README
¶
Tutorial 02: basic nodes in High-Level API
⚠️ This document is outdated and the code examples could not compile in a recent version of Pipes. Stay tuned for a newer version
In the previous tutorial about the basics of the low-level API, the example graph was statically built during the coding time. This is, its architecture was known at compile time.
In some other scenarios, we would like to let the users of our software to define the structure of the graph, by providing them a set of predefined node types and allow them to select which ones will be executed, how many, and how they are connected.
Defining Providers for each node
Instead of manually invoking each node.AsStart, node.AsMiddle,
and node.AsTerminal function and pass them, respectively,
node.StartFunc, node.MiddleFunc and node.TerminalFunc instances,
we will define a set Node Providers, which will be automatically
invoked by the later mentioned Graph builder to automatically
instantiate and connect them.
A Provider is a function that receives a configuration argument
and will return a node.StartFuncCtx, node.MiddleFunc or node.TerminalFunc.
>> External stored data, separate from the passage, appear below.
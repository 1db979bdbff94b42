//! Configuration validation
//!
//! Validates the server configuration before anything is opened:
//! - A store connection string is present
//! - Store calls have a non-zero time bound
//! - The body limit is usable
//! - The host parses as an address or hostname

use super::server_config::ServerConfig;
use crate::CatalogError;
use std::net::IpAddr;

/// Validation error details
#[derive(Debug, Clone)]
pub struct ValidationError {
    pub field: String,
    pub message: String,
}

impl ValidationError {
    fn new(field: impl Into<String>, message: impl Into<String>) -> Self {
        Self {
            field: field.into(),
            message: message.into(),
        }
    }
}

impl std::fmt::Display for ValidationError {
    fn fmt(&self, f: &mut std::fmt::Formatter<'_>) -> std::fmt::Result {
        write!(f, "{}: {}", self.field, self.message)
    }
}

/// Validation result
pub type ValidationResult = std::result::Result<(), Vec<ValidationError>>;

/// Validate a server configuration, collecting every problem
pub fn validate_config(config: &ServerConfig) -> ValidationResult {
    let mut errors = Vec::new();

    if config.database_url.trim().is_empty() {
        errors.push(ValidationError::new(
            "database_url",
            "A store connection string is required",
        ));
    }

    if config.cache.store_timeout_ms == 0 {
        errors.push(ValidationError::new(
            "cache.store_timeout_ms",
            "Store timeout must be greater than 0",
        ));
    }

    if config.cache.ttl_ms == 0 {
        tracing::warn!("cache.ttl_ms is 0; every read will go to the store");
    }

    if config.max_body_bytes == 0 {
        errors.push(ValidationError::new(
            "max_body_bytes",
            "Body limit must be greater than 0",
        ));
    }

    if !is_valid_host(&config.host) {
        errors.push(ValidationError::new(
            "host",
            format!("Invalid host '{}'", config.host),
        ));
    }

    if errors.is_empty() {
        Ok(())
    } else {
        Err(errors)
    }
}

/// IP literal or RFC 1123 hostname
fn is_valid_host(host: &str) -> bool {
    if host.parse::<IpAddr>().is_ok() {
        return true;
    }

    !host.is_empty()
        && host.len() <= 253
        && host.split('.').all(|label| {
            !label.is_empty()
                && label.len() <= 63
                && !label.starts_with('-')
                && !label.ends_with('-')
                && label.chars().all(|c| c.is_ascii_alphanumeric() || c == '-')
        })
}

/// Validate configuration and return a Result
pub fn validate_config_result(config: &ServerConfig) -> crate::Result<()> {
    validate_config(config).map_err(|errors| {
        let messages: Vec<String> = errors.iter().map(|e| e.to_string()).collect();
        CatalogError::Config(format!(
            "Configuration validation failed:\n  - {}",
            messages.join("\n  - ")
        ))
    })
}
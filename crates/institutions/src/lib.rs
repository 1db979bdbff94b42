//! Institution records for the institution catalog
//!
//! A type-safe model of the records served by the catalog, plus the casting
//! rules applied to drafts submitted by clients.
//!
//! The JSON wire format keeps the field names used by the catalog's clients
//! (`nombreInstitucion`, `nombreSede`, ...), while the Rust API uses English
//! names.
//!
//! # Example
//!
//! ```
//! use institutions::{Institution, NewInstitution};
//! use serde_json::json;
//!
//! let draft = NewInstitution::from_json(json!({
//!     "nombreInstitucion": "Colegio San José",
//!     "codigoDaneNit": 105001000123u64,
//!     "fotos": "portada.jpg",
//! }))?;
//!
//! assert_eq!(draft.dane_code.as_deref(), Some("105001000123"));
//! assert_eq!(draft.photos, vec!["portada.jpg".to_string()]);
//!
//! let record = Institution::from_draft("65f1c0ffee0000000000abcd", draft);
//! assert_eq!(record.id, "65f1c0ffee0000000000abcd");
//! # Ok::<(), institutions::Error>(())
//! ```

use serde::{Deserialize, Serialize};
use serde_json::{Map, Value};
use thiserror::Error;

/// Wire name of the store-assigned identifier
pub const FIELD_ID: &str = "_id";
/// Wire name of the institution name
pub const FIELD_INSTITUTION_NAME: &str = "nombreInstitucion";
/// Wire name of the campus name
pub const FIELD_CAMPUS_NAME: &str = "nombreSede";
/// Wire name of the DANE code / NIT
pub const FIELD_DANE_CODE: &str = "codigoDaneNit";
/// Wire name of the contact email
pub const FIELD_EMAIL: &str = "correo";
/// Wire name of the city
pub const FIELD_CITY: &str = "ciudad";
/// Wire name of the department (region)
pub const FIELD_DEPARTMENT: &str = "departamento";
/// Wire name of the photo references
pub const FIELD_PHOTOS: &str = "fotos";

/// Errors raised while casting a client draft
#[derive(Error, Debug, Clone, PartialEq, Eq)]
pub enum Error {
    #[error("Institution draft must be a JSON object, got {0}")]
    NotAnObject(&'static str),

    #[error("Cast to {expected} failed for field \"{field}\" (got {found})")]
    Cast {
        field: &'static str,
        expected: &'static str,
        found: &'static str,
    },

    #[error("Cast to text failed for element {index} of \"{field}\" (got {found})")]
    CastElement {
        field: &'static str,
        index: usize,
        found: &'static str,
    },
}

/// Result type for draft casting
pub type Result<T> = std::result::Result<T, Error>;

/// A persisted institution record
#[derive(Debug, Clone, PartialEq, Eq, Serialize, Deserialize)]
pub struct Institution {
    /// Identifier assigned by the store
    #[serde(rename = "_id")]
    pub id: String,

    #[serde(
        rename = "nombreInstitucion",
        default,
        skip_serializing_if = "Option::is_none"
    )]
    pub institution_name: Option<String>,

    #[serde(rename = "nombreSede", default, skip_serializing_if = "Option::is_none")]
    pub campus_name: Option<String>,

    /// DANE code or NIT
    #[serde(
        rename = "codigoDaneNit",
        default,
        skip_serializing_if = "Option::is_none"
    )]
    pub dane_code: Option<String>,

    #[serde(rename = "correo", default, skip_serializing_if = "Option::is_none")]
    pub email: Option<String>,

    #[serde(rename = "ciudad", default, skip_serializing_if = "Option::is_none")]
    pub city: Option<String>,

    #[serde(
        rename = "departamento",
        default,
        skip_serializing_if = "Option::is_none"
    )]
    pub department: Option<String>,

    /// Photo references, in submission order
    #[serde(rename = "fotos", default)]
    pub photos: Vec<String>,
}

impl Institution {
    /// Build a record from a draft and the identifier the store assigned to it
    pub fn from_draft(id: impl Into<String>, draft: NewInstitution) -> Self {
        Self {
            id: id.into(),
            institution_name: draft.institution_name,
            campus_name: draft.campus_name,
            dane_code: draft.dane_code,
            email: draft.email,
            city: draft.city,
            department: draft.department,
            photos: draft.photos,
        }
    }

    /// Human-readable name, falling back to the identifier
    pub fn display_name(&self) -> &str {
        self.institution_name.as_deref().unwrap_or(&self.id)
    }
}

/// A partial record submitted for creation
///
/// Every attribute is optional; the store fills in the identifier.
#[derive(Debug, Clone, Default, PartialEq, Eq, Serialize)]
pub struct NewInstitution {
    #[serde(rename = "nombreInstitucion", skip_serializing_if = "Option::is_none")]
    pub institution_name: Option<String>,

    #[serde(rename = "nombreSede", skip_serializing_if = "Option::is_none")]
    pub campus_name: Option<String>,

    #[serde(rename = "codigoDaneNit", skip_serializing_if = "Option::is_none")]
    pub dane_code: Option<String>,

    #[serde(rename = "correo", skip_serializing_if = "Option::is_none")]
    pub email: Option<String>,

    #[serde(rename = "ciudad", skip_serializing_if = "Option::is_none")]
    pub city: Option<String>,

    #[serde(rename = "departamento", skip_serializing_if = "Option::is_none")]
    pub department: Option<String>,

    #[serde(rename = "fotos", skip_serializing_if = "Vec::is_empty")]
    pub photos: Vec<String>,
}

impl NewInstitution {
    /// Create a draft with just the institution name
    pub fn new(institution_name: impl Into<String>) -> Self {
        Self {
            institution_name: Some(institution_name.into()),
            ..Default::default()
        }
    }

    pub fn with_campus(mut self, campus_name: impl Into<String>) -> Self {
        self.campus_name = Some(campus_name.into());
        self
    }

    pub fn with_dane_code(mut self, code: impl Into<String>) -> Self {
        self.dane_code = Some(code.into());
        self
    }

    pub fn with_email(mut self, email: impl Into<String>) -> Self {
        self.email = Some(email.into());
        self
    }

    pub fn with_city(mut self, city: impl Into<String>) -> Self {
        self.city = Some(city.into());
        self
    }

    pub fn with_department(mut self, department: impl Into<String>) -> Self {
        self.department = Some(department.into());
        self
    }

    pub fn with_photo(mut self, photo: impl Into<String>) -> Self {
        self.photos.push(photo.into());
        self
    }

    /// Cast an arbitrary JSON body into a draft
    ///
    /// Casting is lenient the way document mappers usually are:
    /// - unknown keys (including a client-supplied `_id`) are ignored
    /// - text fields take strings, numbers and booleans; `null` leaves them unset
    /// - `fotos` takes a list of scalars, a single scalar, or `null`
    ///
    /// Objects and arrays where text is expected are rejected.
    pub fn from_json(body: Value) -> Result<Self> {
        let mut map = match body {
            Value::Object(map) => map,
            other => return Err(Error::NotAnObject(json_type(&other))),
        };

        Ok(Self {
            institution_name: take_text(&mut map, FIELD_INSTITUTION_NAME)?,
            campus_name: take_text(&mut map, FIELD_CAMPUS_NAME)?,
            dane_code: take_text(&mut map, FIELD_DANE_CODE)?,
            email: take_text(&mut map, FIELD_EMAIL)?,
            city: take_text(&mut map, FIELD_CITY)?,
            department: take_text(&mut map, FIELD_DEPARTMENT)?,
            photos: take_photos(&mut map)?,
        })
    }

    /// Parse and cast a JSON string into a draft
    pub fn from_json_str(body: &str) -> std::result::Result<Self, serde_json::Error> {
        let value: Value = serde_json::from_str(body)?;
        Self::from_json(value).map_err(serde::de::Error::custom)
    }
}

fn take_text(map: &mut Map<String, Value>, field: &'static str) -> Result<Option<String>> {
    match map.remove(field) {
        None => Ok(None),
        Some(value) => scalar_to_text(value).map_err(|found| Error::Cast {
            field,
            expected: "text",
            found,
        }),
    }
}

fn take_photos(map: &mut Map<String, Value>) -> Result<Vec<String>> {
    match map.remove(FIELD_PHOTOS) {
        None | Some(Value::Null) => Ok(Vec::new()),
        Some(Value::Array(items)) => items
            .into_iter()
            .enumerate()
            .map(|(index, item)| match scalar_to_text(item) {
                Ok(Some(text)) => Ok(text),
                Ok(None) => Err(Error::CastElement {
                    field: FIELD_PHOTOS,
                    index,
                    found: "null",
                }),
                Err(found) => Err(Error::CastElement {
                    field: FIELD_PHOTOS,
                    index,
                    found,
                }),
            })
            .collect(),
        Some(Value::Object(_)) => Err(Error::Cast {
            field: FIELD_PHOTOS,
            expected: "list of text",
            found: "object",
        }),
        Some(scalar) => Ok(scalar_to_text(scalar)
            .ok()
            .flatten()
            .into_iter()
            .collect()),
    }
}

/// Convert a scalar to text. `Err` carries the JSON type that could not be cast.
fn scalar_to_text(value: Value) -> std::result::Result<Option<String>, &'static str> {
    match value {
        Value::Null => Ok(None),
        Value::String(s) => Ok(Some(s)),
        Value::Number(n) => Ok(Some(n.to_string())),
        Value::Bool(b) => Ok(Some(b.to_string())),
        other => Err(json_type(&other)),
    }
}

fn json_type(value: &Value) -> &'static str {
    match value {
        Value::Null => "null",
        Value::Bool(_) => "boolean",
        Value::Number(_) => "number",
        Value::String(_) => "string",
        Value::Array(_) => "array",
        Value::Object(_) => "object",
    }
}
There are three types of node providers:
stage.StartProvideris a function that, given a configuration argument of a unique type, returns anode.StartFuncCtxfunction.stage.MiddleProvideris a function that, given a configuration argument of a unique type, returns anode.MiddleFuncfunction.stage.TerminalProvideris a function that, given a configuration argument of a unique type, returns anode.TerminalFuncfunction.
The signatures of the providers ares:
type StartProvider[CFG, O any] func(context.Context, CFG) (node.StartFuncCtx[O], error)
type MiddleProvider[CFG, I, O any] func(context.Context, CFG) (node.MiddleFunc[I, O], error)
type TerminalProvider[CFG, I any] func(context.Context, CFG) (node.TerminalFunc[I], error)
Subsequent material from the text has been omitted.